----- MATERIAL TO PROCESS

//! Comparison orchestrator.
//!
//! [`Comparator::compare`] validates a request, fingerprints it, and goes
//! through the single-flight cache. On a miss it fetches the category from
//! the [`Catalog`], pre-filters, extracts criterion values, and runs the
//! dominance/ranking engine on a blocking worker.

use std::collections::HashSet;
use std::sync::Arc;
use std::time::Instant;

use chrono::{DateTime, Utc};
use serde::{Deserialize, Serialize};
use tokio_util::sync::CancellationToken;
use tracing::Instrument;
use uuid::Uuid;

use pareto_core::cache_store::memory::InMemoryCacheStore;
use pareto_core::catalog::Catalog;
use pareto_core::engine::{self, EngineOptions};
use pareto_core::error::{CompareError, CompareResult};
use pareto_core::extract::Extractor;
use pareto_core::filter::select_candidates;
use pareto_core::fingerprint::{Fingerprint, KEY_SEPARATOR};
use pareto_core::models::{ComparisonRequest, ComparisonResult, Criterion, ScoredItem};

use crate::cache::{ComparisonCache, Lookup};
use crate::config::Config;

pub const MAX_CRITERIA: usize = 10;
pub const MAX_LIMIT: usize = 100;

/// Body of a successful `POST /compare`.
#[derive(Debug, Clone, Serialize, Deserialize)]
#[serde(rename_all = "camelCase")]
pub struct ComparisonResponse {
    pub criteria: Vec<Criterion>,
    pub pareto_frontier: Vec<ScoredItem>,
    pub dominated: Vec<ScoredItem>,
    pub total_products: usize,
    pub truncated: bool,
    pub computed_at: DateTime<Utc>,
    pub fingerprint: String,
    pub cached: bool,
}

impl ComparisonResponse {
    fn new(result: &ComparisonResult, fingerprint: &Fingerprint, cached: bool) -> Self {
        Self {
            criteria: result.criteria.clone(),
            pareto_frontier: result.pareto_frontier.clone(),
            dominated: result.dominated.clone(),
            total_products: result.total_candidates,
            truncated: result.truncated,
            computed_at: result.computed_at,
            fingerprint: fingerprint.digest.clone(),
            cached,
        }
    }
}

/// A category id must be non-blank and free of `:`, the cache key separator.
pub fn validate_category_id(category_id: &str) -> CompareResult<()> {
    if category_id.trim().is_empty() {
        return Err(CompareError::invalid("categoryId must not be empty"));
    }
    if category_id.contains(KEY_SEPARATOR) {
        return Err(CompareError::invalid(format!(
            "categoryId must not contain '{}'",
            KEY_SEPARATOR
        )));
    }
    Ok(())
}

/// Checks a request before any cache or catalog access.
pub fn validate(request: &ComparisonRequest) -> CompareResult<()> {
    validate_category_id(&request.category_id)?;

    if request.criteria.is_empty() {
        return Err(CompareError::invalid("at least one criterion is required"));
    }
    if request.criteria.len() > MAX_CRITERIA {
        return Err(CompareError::invalid(format!(
            "at most {} criteria are allowed, got {}",
            MAX_CRITERIA,
            request.criteria.len()
        )));
    }

    let mut seen = HashSet::new();
    for criterion in &request.criteria {
        let attribute = criterion.attribute.trim();
        if attribute.is_empty() {
            return Err(CompareError::invalid("criterion attribute must not be empty"));
        }
        if !seen.insert(attribute) {
            return Err(CompareError::invalid(format!(
                "duplicate criterion attribute: {}",
                attribute
            )));
        }
        if !criterion.weight.is_finite() || criterion.weight < 0.0 {
            return Err(CompareError::invalid(format!(
                "weight for {} must be a finite number >= 0",
                attribute
            )));
        }
    }
    if !request.criteria.iter().any(Criterion::is_active) {
        return Err(CompareError::invalid(
            "at least one criterion must have a positive weight",
        ));
    }
    let total_weight: f64 = request.criteria.iter().map(|c| c.weight).sum();
    if !total_weight.is_finite() {
        return Err(CompareError::invalid("sum of weights must be a finite number"));
    }

    if let Some(limit) = request.limit {
        if limit == 0 || limit > MAX_LIMIT {
            return Err(CompareError::invalid(format!(
                "limit must be between 1 and {}",
                MAX_LIMIT
            )));
        }
    }

    if let Some(filters) = &request.filters {
        if let Some(min) = filters.min_price {
            if !min.is_finite() || min < 0.0 {
                return Err(CompareError::invalid("minPrice must be >= 0"));
            }
        }
        if let Some(max) = filters.max_price {
            if !max.is_finite() || max <= 0.0 {
                return Err(CompareError::invalid("maxPrice must be > 0"));
            }
        }
        if let (Some(min), Some(max)) = (filters.min_price, filters.max_price) {
            if min > max {
                return Err(CompareError::invalid("minPrice must not exceed maxPrice"));
            }
        }
        for (name, value) in &filters.attributes {
            if name.trim().is_empty() {
                return Err(CompareError::invalid("attribute filter name must not be empty"));
            }
            if !(value.is_string() || value.is_number() || value.is_boolean()) {
                return Err(CompareError::invalid(format!(
                    "attribute filter {} must be a string, number or boolean",
                    name
                )));
            }
        }
    }

    Ok(())
}

pub struct Comparator {
    catalog: Arc<dyn Catalog>,
    cache: Arc<ComparisonCache>,
    extractor: Arc<Extractor>,
    options: EngineOptions,
}

impl Comparator {
    pub fn new(catalog: Arc<dyn Catalog>, cache: Arc<ComparisonCache>, options: EngineOptions) -> Self {
        Self {
            catalog,
            cache,
            extractor: Arc::new(Extractor::with_builtins()),
            options,
        }
    }

    /// Builds a comparator over `catalog` with an in-memory cache store
    /// configured from `[cache]` and `[engine]`.
    pub fn from_config(config: &Config, catalog: Arc<dyn Catalog>) -> Self {
        let cache = ComparisonCache::new(
            Arc::new(InMemoryCacheStore::new()),
            config.cache.ttl(),
            config.cache.key_prefix.clone(),
        );
        Self::new(catalog, Arc::new(cache), config.engine.options())
    }

    /// Replaces the attribute extractor (e.g. to register custom resolvers).
    pub fn with_extractor(mut self, extractor: Extractor) -> Self {
        self.extractor = Arc::new(extractor);
        self
    }

    pub fn cache(&self) -> &Arc<ComparisonCache> {
        &self.cache
    }

    pub async fn compare(
        &self,
        request: &ComparisonRequest,
        cancel: &CancellationToken,
    ) -> CompareResult<ComparisonResponse> {
        if let Err(e) = validate(request) {
            tracing::debug!(error = %e, "rejected comparison request");
            return Err(e);
        }

        let fingerprint = Fingerprint::of(request);
        let span = tracing::info_span!(
            "compare",
            request_id = %Uuid::new_v4(),
            category = %fingerprint.category_id,
            fingerprint = %fingerprint.digest,
        );

        async {
            let started = Instant::now();
            let outcome = self
                .cache
                .get_or_compute(&fingerprint, cancel, || self.compute(request))
                .await;

            match &outcome {
                Ok(Lookup { result, cached }) => tracing::info!(
                    cached,
                    frontier = result.pareto_frontier.len(),
                    dominated = result.dominated.len(),
                    elapsed_ms = started.elapsed().as_millis() as u64,
                    "comparison complete"
                ),
                Err(e @ CompareError::ComputationCancelled(_)) => {
                    tracing::warn!(error = %e, "comparison cancelled")
                }
                Err(e) => tracing::error!(error = %e, "comparison failed"),
            }

            let lookup = outcome?;
            Ok(ComparisonResponse::new(
                &lookup.result,
                &fingerprint,
                lookup.cached,
            ))
        }
        .instrument(span)
        .await
    }

    async fn compute(&self, request: &ComparisonRequest) -> CompareResult<ComparisonResult> {
        let filters = request.filters.clone().unwrap_or_default();
        let category_id = request.category_id.trim();

        let records = self
            .catalog
            .fetch_candidates(category_id, &filters)
            .await
            .map_err(|e| CompareError::CatalogUnavailable(format!("{:#}", e)))?;
        tracing::debug!(records = records.len(), "fetched catalog records");

        let extractor = self.extractor.clone();
        let criteria = request.criteria.clone();
        let limit = request.limit;
        let options = self.options.clone();

        let result = tokio::task::spawn_blocking(move || {
            let candidates = select_candidates(records, &filters);
            let items = extractor.extract_all(&candidates, &criteria);
            engine::run(&items, &criteria, limit, &options)
        })
        .await
        .map_err(|e| CompareError::Internal(format!("comparison task failed: {}", e)))?;

        result.map_err(|e| match e {
            CompareError::InvalidRequest(message) => {
                debug_assert!(false, "engine rejected a validated request: {}", message);
                CompareError::Internal(format!("engine rejected a validated request: {}", message))
            }
            other => other,
        })
    }
}

#[cfg(test)]
mod tests {
    use super::*;
    use pareto_core::models::{Direction, Filters};

    fn request(criteria: Vec<Criterion>) -> ComparisonRequest {
        ComparisonRequest {
            category_id: "phones".to_string(),
            criteria,
            filters: None,
            limit: None,
        }
    }

    fn price() -> Criterion {
        Criterion::new("price", 1.0, Direction::Minimize)
    }

    #[test]
    fn test_valid_request_passes() {
        let mut req = request(vec![
            price(),
            Criterion::new("rating", 0.0, Direction::Maximize),
        ]);
        req.limit = Some(100);
        req.filters = Some(Filters {
            min_price: Some(0.0),
            max_price: Some(500.0),
            ..Filters::default()
        });
        assert!(validate(&req).is_ok());
    }

    #[test]
    fn test_blank_category_rejected() {
        let mut req = request(vec![price()]);
        req.category_id = "   ".to_string();
        assert!(matches!(
            validate(&req),
            Err(CompareError::InvalidRequest(_))
        ));
    }

    #[test]
    fn test_category_with_key_separator_rejected() {
        let mut req = request(vec![price()]);
        req.category_id = "phones:refurb".to_string();
        let err = validate(&req).unwrap_err();
        assert!(err.to_string().contains("':'"), "{}", err);

        assert!(validate_category_id("phones-refurb").is_ok());
        assert!(validate_category_id(":").is_err());
    }

    #[test]
    fn test_criteria_count_bounds() {
        assert!(validate(&request(vec![])).is_err());

        let many: Vec<Criterion> = (0..11)
            .map(|i| Criterion::new(format!("a{}", i), 1.0, Direction::Maximize))
            .collect();
        assert!(validate(&request(many)).is_err());
    }

    #[test]
    fn test_duplicate_and_empty_attributes_rejected() {
        assert!(validate(&request(vec![price(), price()])).is_err());
        assert!(validate(&request(vec![Criterion::new(" ", 1.0, Direction::Maximize)])).is_err());
    }

    #[test]
    fn test_weights_must_be_usable() {
        assert!(validate(&request(vec![Criterion::new("price", 0.0, Direction::Minimize)])).is_err());
        assert!(validate(&request(vec![Criterion::new("price", -1.0, Direction::Minimize)])).is_err());
        assert!(
            validate(&request(vec![Criterion::new("price", f64::NAN, Direction::Minimize)])).is_err()
        );
    }

    #[test]
    fn test_overflowing_weight_sum_rejected() {
        let req = request(vec![
            Criterion::new("price", 1e308, Direction::Minimize),
            Criterion::new("rating", 1e308, Direction::Maximize),
        ]);
        let err = validate(&req).unwrap_err();
        assert!(err.to_string().contains("sum of weights"), "{}", err);

        let req = request(vec![
            Criterion::new("price", 1e308, Direction::Minimize),
            Criterion::new("rating", 7e307, Direction::Maximize),
        ]);
        assert!(validate(&req).is_ok());
    }

    #[test]
    fn test_limit_bounds() {
        let mut req = request(vec![price()]);
        req.limit = Some(0);
        assert!(validate(&req).is_err());
        req.limit = Some(101);
        assert!(validate(&req).is_err());
        req.limit = Some(1);
        assert!(validate(&req).is_ok());
    }

    #[test]
    fn test_price_filter_bounds() {
        let mut req = request(vec![price()]);
        req.filters = Some(Filters {
            min_price: Some(-1.0),
            ..Filters::default()
        });
        assert!(validate(&req).is_err());

        req.filters = Some(Filters {
            max_price: Some(0.0),
            ..Filters::default()
        });
        assert!(validate(&req).is_err());

        req.filters = Some(Filters {
            min_price: Some(300.0),
            max_price: Some(200.0),
            ..Filters::default()
        });
        assert!(validate(&req).is_err());
    }

    #[test]
    fn test_attribute_filter_values_must_be_scalar() {
        let mut req = request(vec![price()]);
        let mut filters = Filters::default();
        filters.attributes.insert("color".into(), serde_json::json!("black"));
        filters.attributes.insert("storage".into(), serde_json::json!(128));
        filters.attributes.insert("5g".into(), serde_json::json!(true));
        req.filters = Some(filters.clone());
        assert!(validate(&req).is_ok());

        filters.attributes.insert("sizes".into(), serde_json::json!([1, 2]));
        req.filters = Some(filters);
        assert!(validate(&req).is_err());

        let mut blank = Filters::default();
        blank.attributes.insert(" ".into(), serde_json::json!(1));
        req.filters = Some(blank);
        assert!(validate(&req).is_err());
    }
}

----------

## YOUR GOAL
Copy every line of the entries above in which "trim" occurs.

## ANSWER FOR THIS EXERCISE
    if category_id.trim().is_empty() {
        let attribute = criterion.attribute.trim();
            if name.trim().is_empty() {
        let category_id = request.category_id.trim();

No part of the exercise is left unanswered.